While more workers are back in office than ever since the pandemic started, companies have struggled to drag all of them to their desks. Not even the lure of lunch boxes and pizza parties wrangled them in.
But the power dynamic could hit a head if the recession we've been worrying about comes to be: 78% of American workers fear that remote employees are more at risk of losing their jobs during a recession that leads to layoffs than the folks who've returned to the office full-time, according to employment background check company GoodHire's second annual "State of Remote Work" report.
Whether there's any real reason to fear is unclear at this point, but the contention between employers and the workers holding on to working from home has led to threats of firing or moving remote workers' names to the top of the list if layoffs become a reality.
After surveying roughly 3,500 Americans over the age of 25, the GoodHire report found that the number of people who prefer to work from home dropped to 44% from 68% last year. That said, 89% believe most of their colleagues still wanted to work from home.
There's a disconnect. How can it be that the majority thinks most of their peers want to work from home, yet there are increasing worries that those remote workers will be first on the chopping block come layoff time? It likely stems from proximity bias in the workplace, in which bosses tend to give workers who are in their line of vision more regularly preferential treatment.

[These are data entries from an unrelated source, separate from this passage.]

use std::time::Duration;

/// The width of the display in pixels
pub const DISPLAY_WIDTH: usize = 64;
/// The height of the display in pixels
pub const DISPLAY_HEIGHT: usize = 32;
/// The size of ram in bytes for the classic machine
pub const RAM_SIZE: usize = 4096;
/// How many return addresses fit on the classic call stack
pub const STACK_SIZE: usize = 16;
/// Programs are loaded here, and the program counter starts here
pub const ROM_START_ADDRESS: u16 = 0x200;
/// Every instruction is two bytes wide
pub const INSTRUCTION_SIZE: u16 = 2;
/// Amount of registers CHIP-8 has
pub const NUM_REGISTERS: u8 = 16;
/// Register VF doubles as the carry, borrow and collision flag
pub const FLAG_REGISTER: u8 = 0xF;
/// Amount of keys on the hexadecimal keypad
pub const NUM_KEYS: u8 = 16;
/// Every font glyph is 5 bytes tall
pub const FONT_STRIDE: u16 = 5;
/// The delay and sound timers count down at 60hz
pub const TIMER_PERIOD: Duration = Duration::from_millis(16);
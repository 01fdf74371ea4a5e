// ABOUTME: feed-ration CLI - compute daily livestock rations and inspect reference data
// ABOUTME: Subcommands for ration computation, feed and category listings, and data validation
//
// SPDX-License-Identifier: MIT OR Apache-2.0
// Copyright (c) 2025 Async-IO.org
//!
//! Usage:
//! ```bash
//! # Ration for a 500 kg lactating cow giving 20 l of milk
//! feed-ration compute --category lactating_cow --weight 500 --milk 20 \
//!     --feed "Alfalfa hay" --feed "Corn grain" --feed "Soybean meal"
//!
//! # Fix the hay at 8 kg and print JSON
//! feed-ration compute --category dry_cow --weight 600 --feed "Alfalfa hay" \
//!     --feed "Barley grain" --amount "Alfalfa hay=8" --format json
//!
//! # List protein feeds
//! feed-ration feeds --class protein
//!
//! # Check a custom reference dataset
//! feed-ration --reference my-feeds.json validate
//! ```

mod commands;

use anyhow::Result;
use clap::{Parser, Subcommand};
use feed_ration::formatters::{format_output_pretty, OutputFormat};
use feed_ration::logging::LoggingConfig;
use feed_ration::{AppError, ErrorResponse, ReferenceData};
use std::borrow::Cow;
use std::fs;
use std::path::PathBuf;
use std::process::ExitCode;
use tracing::info;

#[derive(Parser)]
#[command(
    name = "feed-ration",
    about = "Daily feed ration calculator for livestock",
    long_about = "Computes requirement, feed mass, class split and per-feed amounts for a daily ration, with warnings and corrective tips."
)]
struct Cli {
    #[command(subcommand)]
    command: Command,

    /// JSON reference dataset to use instead of the built-in tables
    #[arg(long, global = true)]
    reference: Option<PathBuf>,

    /// Enable debug logging
    #[arg(long, short = 'v', global = true)]
    verbose: bool,
}

#[non_exhaustive]
#[derive(Subcommand)]
enum Command {
    /// Compute a daily ration
    Compute {
        /// Animal category key (lactating_cow, dry_cow, mature_bull, calf_1_6)
        #[arg(long, short = 'c')]
        category: String,

        /// Live weight in kg
        #[arg(long, short = 'w')]
        weight: f64,

        /// Milk yield in liters per day
        #[arg(long, short = 'm', default_value = "0")]
        milk: f64,

        /// Selected feed, repeat for each feed
        #[arg(long = "feed", short = 'f')]
        feeds: Vec<String>,

        /// Fixed amount as NAME=KG, repeat for each feed
        #[arg(long = "amount", short = 'a')]
        amounts: Vec<String>,

        /// Output format
        #[arg(long, default_value = "text", value_parser = ["json", "text"])]
        format: String,
    },

    /// List reference feeds
    Feeds {
        /// Only feeds of this class (roughage, energy, protein)
        #[arg(long)]
        class: Option<String>,

        /// Output format
        #[arg(long, default_value = "text", value_parser = ["json", "text"])]
        format: String,
    },

    /// List animal categories and their policies
    Categories {
        /// Output format
        #[arg(long, default_value = "text", value_parser = ["json", "text"])]
        format: String,
    },

    /// Validate the reference dataset
    Validate {
        /// Output format
        #[arg(long, default_value = "text", value_parser = ["json", "text"])]
        format: String,
    },
}

impl Command {
    fn output_format(&self) -> OutputFormat {
        match self {
            Self::Compute { format, .. }
            | Self::Feeds { format, .. }
            | Self::Categories { format }
            | Self::Validate { format } => OutputFormat::from_str_param(format),
        }
    }
}

/// Report a boundary error: JSON on stdout for `--format json`, text on stderr otherwise
fn report_error(error: AppError, format: OutputFormat) -> ExitCode {
    let code = error.code.exit_code();
    let response = ErrorResponse::from(error);
    match (format, format_output_pretty(&response, format)) {
        (OutputFormat::Json, Ok(output)) => println!("{}", output.data),
        (_, Ok(output)) => eprint!("{}", output.data),
        (_, Err(e)) => eprintln!("Error: {}: {e}", response.message),
    }
    ExitCode::from(u8::try_from(code).unwrap_or(1))
}

fn load_reference(path: Option<&PathBuf>) -> Result<Cow<'static, ReferenceData>> {
    match path {
        None => Ok(Cow::Borrowed(ReferenceData::builtin())),
        Some(path) => {
            info!("Loading reference data from {}", path.display());
            let json = fs::read_to_string(path)?;
            Ok(Cow::Owned(ReferenceData::from_json(&json)?))
        }
    }
}

fn run(cli: Cli) -> Result<ExitCode> {
    let reference = match &cli.command {
        // validation reports violations itself instead of failing on load
        Command::Validate { .. } => match &cli.reference {
            Some(path) => {
                let json = fs::read_to_string(path)?;
                Cow::Owned(
                    serde_json::from_str::<ReferenceData>(&json).map_err(AppError::from)?,
                )
            }
            None => Cow::Borrowed(ReferenceData::builtin()),
        },
        _ => load_reference(cli.reference.as_ref())?,
    };

    match cli.command {
        Command::Compute {
            category,
            weight,
            milk,
            feeds,
            amounts,
            format,
        } => {
            let args = commands::compute::ComputeArgs {
                category,
                weight,
                milk,
                feeds,
                amounts,
            };
            commands::compute::run(&args, &reference, OutputFormat::from_str_param(&format))?;
        }
        Command::Feeds { class, format } => {
            commands::reference::list_feeds(
                &reference,
                class.as_deref(),
                OutputFormat::from_str_param(&format),
            )?;
        }
        Command::Categories { format } => {
            commands::reference::list_categories(&reference, OutputFormat::from_str_param(&format))?;
        }
        Command::Validate { format } => {
            return commands::reference::validate(&reference, OutputFormat::from_str_param(&format));
        }
    }
    Ok(ExitCode::SUCCESS)
}

fn main() -> ExitCode {
    let cli = Cli::parse();

    let logging = if cli.verbose {
        LoggingConfig::from_env().with_level("debug")
    } else {
        LoggingConfig::from_env()
    };
    if let Err(e) = logging.init() {
        eprintln!("Failed to initialize logging: {e}");
    }

    let format = cli.command.output_format();
    match run(cli) {
        Ok(code) => code,
        Err(e) => match e.downcast::<AppError>() {
            Ok(app) => report_error(app, format),
            Err(e) => {
                eprintln!("Error: {e}");
                ExitCode::FAILURE
            }
        },
    }
}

According to the survey, 68% of American workers are concerned their manager views full-time office workers as more productive and higher performers in general than full-time remote workers—even though research shows the opposite is true. A recent report from Microsoft found that productivity might actually be higher than it was before the pandemic.
It's not even the case that most people long to work remotely all the time forever. A staunch dichotomy in the remote work vs. in-person work has been created and cultivated, and the outcome—whatever that may be—is striking fear in the workforce.
"[The report] serves as a wake-up call for employers who offer hybrid in-person and remote work models: A battle between in-office and remote workers is here—how will you structure your organization’s work-from-home policies and compensation strategies to quell fears and keep employees engaged and satisfied?" GoodHire wrote in a news release announcing the survey.
Talk has been rampant about how a looming downturn would take the wind out of the sails of remote work—or boost it. Predictions put the possibility of a "severe, long, and ugly" recession hitting the U.S. by the end of 2022, economist Nouriel Roubini said in an interview last week.
Even as a recession incessantly stalks America like it's Halloween 13 and workers seem to be losing their edge over employers, remote work—even if it's part-time—is still a rather fervent sticking point. More than 60% of workers surveyed by GoodHire said they felt companies would have a hard time attracting talent if they didn't offer remote work. And 33% said they would straight-up quit, or start a remote job search, if they were forced to return to the office full-time.